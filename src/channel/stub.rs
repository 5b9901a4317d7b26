#![forbid(unsafe_code)]

// Scriptable in-process channel for exercising retry, reconnect, and correlation paths

use super::{ChannelConnector, ChannelState, FrameListener, SendChannel, StateCell};
use crate::error::{LoadError, LoadResult};
use crate::message::{parse_seq_tag, AckFrame, ChatPayload};
use crate::metrics::Metrics;
use async_trait::async_trait;
use std::collections::HashSet;
use std::sync::atomic::{AtomicU64, Ordering};
use std::sync::Arc;
use std::time::Duration;

/// Fault-injecting channel that echoes acks the way the chat service does.
///
/// Behaviour is fixed at construction with the builder methods:
/// - `with_listener` + `echo_after` make each successful send produce an OK ack
///   echoing the payload, immediately or after a fixed delay;
/// - `fail_seq` makes every send of a given sequence id fail;
/// - `fail_all` makes every send fail;
/// - `close_after(n)` closes the channel right after the n-th successful send;
/// - `fail_after_echo` delivers the echo and then reports the send as failed,
///   like a write that errors after the frame already left;
/// - `with_reconnect_delay` and `with_close_delay` make those calls take time.
pub struct StubChannel {
    state: StateCell,
    listener: Option<Arc<dyn FrameListener>>,
    echo_delay: Option<Duration>,
    failing_seqs: HashSet<u64>,
    fail_all: bool,
    fail_after_echo: bool,
    close_after: Option<u64>,
    reconnect_delay: Option<Duration>,
    close_delay: Option<Duration>,
    metrics: Option<Metrics>,
    sends: AtomicU64,
    send_attempts: AtomicU64,
    reconnects: AtomicU64,
}

impl StubChannel {
    /// An open channel that accepts every send and never acks.
    pub fn open() -> Self {
        Self {
            state: StateCell::new(ChannelState::Open),
            listener: None,
            echo_delay: None,
            failing_seqs: HashSet::new(),
            fail_all: false,
            fail_after_echo: false,
            close_after: None,
            reconnect_delay: None,
            close_delay: None,
            metrics: None,
            sends: AtomicU64::new(0),
            send_attempts: AtomicU64::new(0),
            reconnects: AtomicU64::new(0),
        }
    }

    pub fn with_listener(mut self, listener: Arc<dyn FrameListener>) -> Self {
        self.listener = Some(listener);
        self
    }

    /// Delivers each echo after `delay` on a spawned task instead of inline.
    pub fn echo_after(mut self, delay: Duration) -> Self {
        self.echo_delay = Some(delay);
        self
    }

    pub fn fail_seq(mut self, seq_id: u64) -> Self {
        self.failing_seqs.insert(seq_id);
        self
    }

    pub fn fail_all(mut self) -> Self {
        self.fail_all = true;
        self
    }

    pub fn fail_after_echo(mut self) -> Self {
        self.fail_after_echo = true;
        self
    }

    pub fn with_reconnect_delay(mut self, delay: Duration) -> Self {
        self.reconnect_delay = Some(delay);
        self
    }

    pub fn with_close_delay(mut self, delay: Duration) -> Self {
        self.close_delay = Some(delay);
        self
    }

    pub fn close_after(mut self, sends: u64) -> Self {
        self.close_after = Some(sends);
        self
    }

    /// Counts reconnects on a run's metrics, like the live channel does.
    pub fn with_metrics(mut self, metrics: Metrics) -> Self {
        self.metrics = Some(metrics);
        self
    }

    /// Successful sends so far.
    pub fn send_count(&self) -> u64 {
        self.sends.load(Ordering::Relaxed)
    }

    /// Every call to `send`, successful or not.
    pub fn send_attempt_count(&self) -> u64 {
        self.send_attempts.load(Ordering::Relaxed)
    }

    pub fn reconnect_count(&self) -> u64 {
        self.reconnects.load(Ordering::Relaxed)
    }

    /// Forces the channel closed, as if the remote had dropped it.
    pub fn drop_connection(&self) {
        self.state.set(ChannelState::Closed);
    }

    fn echo(&self, payload: &str) -> LoadResult<()> {
        let Some(listener) = self.listener.clone() else {
            return Ok(());
        };
        let chat: ChatPayload = serde_json::from_str(payload)?;
        let ack = serde_json::to_string(&AckFrame::echo(&chat)?)?;

        match self.echo_delay {
            None => listener.on_frame(&ack),
            Some(delay) => {
                tokio::spawn(async move {
                    tokio::time::sleep(delay).await;
                    listener.on_frame(&ack);
                });
            }
        }
        Ok(())
    }

    fn payload_seq(payload: &str) -> Option<u64> {
        let chat: ChatPayload = serde_json::from_str(payload).ok()?;
        parse_seq_tag(&chat.message)
    }
}

#[async_trait]
impl SendChannel for StubChannel {
    async fn send(&self, payload: String) -> LoadResult<()> {
        self.send_attempts.fetch_add(1, Ordering::Relaxed);
        if !self.is_open() {
            return Err(LoadError::NotOpen);
        }
        if self.fail_all {
            return Err(LoadError::Transport("scripted failure".to_string()));
        }
        if !self.failing_seqs.is_empty() {
            if let Some(seq_id) = Self::payload_seq(&payload) {
                if self.failing_seqs.contains(&seq_id) {
                    return Err(LoadError::Transport(format!("scripted failure for seq {seq_id}")));
                }
            }
        }

        let sent = self.sends.fetch_add(1, Ordering::Relaxed) + 1;
        self.echo(&payload)?;
        if self.fail_after_echo {
            return Err(LoadError::Transport("scripted flush failure".to_string()));
        }

        if self.close_after == Some(sent) {
            self.state.set(ChannelState::Closed);
        }
        Ok(())
    }

    fn state(&self) -> ChannelState {
        self.state.get()
    }

    async fn reconnect(&self) -> LoadResult<()> {
        self.reconnects.fetch_add(1, Ordering::Relaxed);
        if let Some(delay) = self.reconnect_delay {
            self.state.set(ChannelState::Connecting);
            tokio::time::sleep(delay).await;
        }
        if let Some(metrics) = &self.metrics {
            metrics.inc_reconnections();
        }
        self.state.set(ChannelState::Open);
        Ok(())
    }

    async fn close(&self) {
        if let Some(delay) = self.close_delay {
            tokio::time::sleep(delay).await;
        }
        self.state.set(ChannelState::Closed);
    }
}

type ChannelFactory = Box<dyn Fn(u32) -> Arc<StubChannel> + Send + Sync>;

/// Connector handing out stub channels, counting connect calls.
pub struct StubConnector {
    factory: ChannelFactory,
    connect_delay: Option<Duration>,
    refuse: bool,
    connects: AtomicU64,
}

impl StubConnector {
    /// Builds a fresh channel per connect with `factory`.
    pub fn new(factory: impl Fn(u32) -> Arc<StubChannel> + Send + Sync + 'static) -> Self {
        Self {
            factory: Box::new(factory),
            connect_delay: None,
            refuse: false,
            connects: AtomicU64::new(0),
        }
    }

    /// Returns the same channel, in whatever state it is in, for every room.
    pub fn shared(channel: Arc<StubChannel>) -> Self {
        Self::new(move |_| channel.clone())
    }

    /// Every connect fails with a transport error.
    pub fn refusing() -> Self {
        let mut connector = Self::new(|_| Arc::new(StubChannel::open()));
        connector.refuse = true;
        connector
    }

    pub fn with_connect_delay(mut self, delay: Duration) -> Self {
        self.connect_delay = Some(delay);
        self
    }

    pub fn connect_count(&self) -> u64 {
        self.connects.load(Ordering::Relaxed)
    }
}

#[async_trait]
impl ChannelConnector for StubConnector {
    async fn connect(&self, room_id: u32) -> LoadResult<Arc<dyn SendChannel>> {
        self.connects.fetch_add(1, Ordering::Relaxed);
        if let Some(delay) = self.connect_delay {
            tokio::time::sleep(delay).await;
        }
        if self.refuse {
            return Err(LoadError::Transport(format!("connection refused for room {room_id}")));
        }
        let channel: Arc<dyn SendChannel> = (self.factory)(room_id);
        Ok(channel)
    }
}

■ YOUR OBJECTIVE:
Each line holding the word "SendChannel" must be copied from the data.

■ WRITTEN SOLUTION:
use super::{ChannelConnector, ChannelState, FrameListener, SendChannel, StateCell};
impl SendChannel for StubChannel {
    async fn connect(&self, room_id: u32) -> LoadResult<Arc<dyn SendChannel>> {
        let channel: Arc<dyn SendChannel> = (self.factory)(room_id);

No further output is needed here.